E ainda, a carne bovina está disponível em vários restaurantes de Mumbai – de hambúrguer no icônico Leopold Café aos restaurantes com alimentos populares nas vizinhanças muçulmanas. Isso reflete a acomodação necessária na cidade – e país – com essa extraordinária diversidade de religião, cultura e riqueza.
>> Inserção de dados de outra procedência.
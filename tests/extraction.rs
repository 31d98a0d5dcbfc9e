//! Field extraction through the public API, on page text shaped like real
//! text layers and OCR output.

use child_intake::{
    normalize_text, ChildRecord, ExtractionConfig, Field, FieldExtractor, Gender, TextSource,
};

// ── Samples ──────────────────────────────────────────────────────────────────

/// Typical tesseract output for a clean scan: CRLF, padded columns, blank
/// lines between rows and a zero-width space picked up from the template.
const OCR_PAGE: &str = "HELP A CHILD\r\n\r\nREGISTRATION FORM\r\n\r\n\
    \u{200B}Child  Name :  Sunita Kumari\r\n\
    Child No.  PUR-0112\r\n\
    Sex: F\r\n\
    DOB 3/4/16\r\n\r\n\
    Class of study: III\r\n\
    Name of Centre :   Purnea  East\r\n\
    Year of admission 2021\r\n";

/// A form filled on a computer: text layer, one field per line.
const TYPED_PAGE: &str = "Help A Child Registration Form\n\
    Child Name: Arjun Singh\n\
    Child Number: HAC/2020/7\n\
    Gender: Male\n\
    Date of Birth: 28-11-2013\n\
    Class of study: VI\n\
    Name of Centre: Gaya Road\n\
    Year of admission: 2020\n";

fn extractor() -> FieldExtractor {
    FieldExtractor::default()
}

// ── Whole pages ──────────────────────────────────────────────────────────────

#[test]
fn noisy_ocr_page_yields_complete_record() {
    let rec = extractor().extract_page(OCR_PAGE, TextSource::Ocr);

    assert_eq!(rec.name, "Sunita Kumari");
    assert_eq!(rec.child_number, "PUR-0112");
    assert_eq!(rec.gender, Gender::Female);
    assert_eq!(rec.date_of_birth, "03 Apr 2016");
    assert_eq!(rec.class_of_study, "3");
    assert_eq!(rec.center, "Purnea East");
    assert_eq!(rec.year_of_admission, "2021");
    assert_eq!(rec.text_source, TextSource::Ocr);
    assert!(!rec.is_partial());
}

#[test]
fn raw_text_is_the_normalised_page() {
    let rec = extractor().extract_page(OCR_PAGE, TextSource::Ocr);
    assert_eq!(rec.raw_text, normalize_text(OCR_PAGE));
    assert!(!rec.raw_text.contains('\r'));
    assert!(!rec.raw_text.contains('\u{200B}'));
    assert!(!rec.raw_text.contains("\n\n"));
}

#[test]
fn typed_page_yields_complete_record() {
    let rec = extractor().extract_page(TYPED_PAGE, TextSource::TextLayer);

    assert_eq!(rec.name, "Arjun Singh");
    assert_eq!(rec.child_number, "HAC/2020/7");
    assert_eq!(rec.gender, Gender::Male);
    assert_eq!(rec.date_of_birth, "28 Nov 2013");
    assert_eq!(rec.class_of_study, "6");
    assert_eq!(rec.center, "Gaya Road");
    assert_eq!(rec.year_of_admission, "2020");
    assert!(rec.missing_fields().is_empty());
}

#[test]
fn normalising_twice_changes_nothing() {
    let once = normalize_text(OCR_PAGE);
    assert_eq!(normalize_text(&once), once);

    let ex = extractor();
    assert_eq!(ex.extract(&once), ex.extract(&normalize_text(&once)));
}

#[test]
fn partially_legible_page_reports_missing_fields() {
    let page = "Child Name: Rekha\nGender: ?\nClass: Early Childhood\n";
    let rec = extractor().extract_page(page, TextSource::Ocr);

    assert_eq!(rec.name, "Rekha");
    assert_eq!(rec.class_of_study, "Early Childhood Centre");
    assert!(rec.is_partial());
    assert_eq!(
        rec.missing_fields(),
        vec![
            Field::ChildNumber,
            Field::Gender,
            Field::DateOfBirth,
            Field::Center,
            Field::YearOfAdmission,
        ]
    );
}

#[test]
fn blank_page_yields_blank_record() {
    let rec = extractor().extract_page(" \r\n\u{FEFF}\r\n ", TextSource::TextLayer);
    assert!(rec.is_blank());
    assert_eq!(rec.raw_text, "");
}

// ── Configured centres ───────────────────────────────────────────────────────

#[test]
fn configured_centre_list_fills_unlabelled_centre() {
    let config = ExtractionConfig::builder()
        .known_centres(["Purnea East", "Gaya Road"])
        .build()
        .unwrap();
    let ex = FieldExtractor::new(&config.known_centres);

    // The centre label was lost; only the facility stamp survived OCR.
    let page = "Child Name: Kiran Devi\nstamp: GAYA ROAD CAMPUS\n";
    let rec = ex.extract_page(page, TextSource::Ocr);
    assert_eq!(rec.center, "Gaya Road");
    assert_eq!(rec.low_confidence, vec![Field::Center]);

    // A labelled centre still wins and is not flagged.
    let rec = ex.extract_page(TYPED_PAGE, TextSource::TextLayer);
    assert_eq!(rec.center, "Gaya Road");
    assert!(rec.low_confidence.is_empty());
}

// ── Wire format ──────────────────────────────────────────────────────────────

#[test]
fn record_json_uses_backend_field_names() {
    let mut rec = extractor().extract_page(TYPED_PAGE, TextSource::TextLayer);
    rec.pdf_name = "batch-04.pdf".into();
    let json = serde_json::to_value(&rec).unwrap();

    assert_eq!(json["name"], "Arjun Singh");
    assert_eq!(json["childNumber"], "HAC/2020/7");
    assert_eq!(json["gender"], "Male");
    assert_eq!(json["dateOfBirth"], "28 Nov 2013");
    assert_eq!(json["classOfStudy"], "6");
    assert_eq!(json["center"], "Gaya Road");
    assert_eq!(json["yearOfAdmission"], "2020");
    assert_eq!(json["pdfName"], "batch-04.pdf");
    assert_eq!(json["textSource"], "textLayer");
    assert!(json.get("lowConfidence").is_none());
}

#[test]
fn unknown_gender_round_trips_as_empty_string() {
    let rec = ChildRecord::default();
    let json = serde_json::to_string(&rec).unwrap();
    assert!(json.contains(r#""gender":"""#));

    let back: ChildRecord = serde_json::from_str(&json).unwrap();
    assert_eq!(back, rec);
}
No mês passado, entretanto, isso mudou. Os pratos com carne bovina foram forçados a sair do cardápio quando Maharashtra, o segundo estado mais populoso do país, que incorpora Mumbai, estendeu a proibição ao abate de vacas a touros e bois, e tornou a venda de carne bovina sujeita a punição de até cinco anos de prisão. Poucas semanas depois, o estado de Haryana determinou uma legislação similar. O Primeiro Ministro, Narendra Modi, sugeriu que essas leis sejam modelos para outros estados copiarem.
As leis afetaram mais que apenas restaurantes. Milhares de açougueiros ou vendedores, que tiveram seu sustento abruptamente suspenso, protestaram em Mumbai. A indústria de couro está em crise. A carne bovina é consumida não somente pelos indianos muçulmanos e cristãos, mas também por muitos de castas baixas hindus, para quem essa é uma fonte essencial de proteína acessível. Os mais pobres não desperdiçam nada, das entranhas ao sangue coagulado, enquanto sua religião pragmaticamente faz vista grossa. Estudantes da casta baixa Dalit, e outros, organizaram festivais para consumo de carne bovina em protesto pela violação de sua cultura e identidade.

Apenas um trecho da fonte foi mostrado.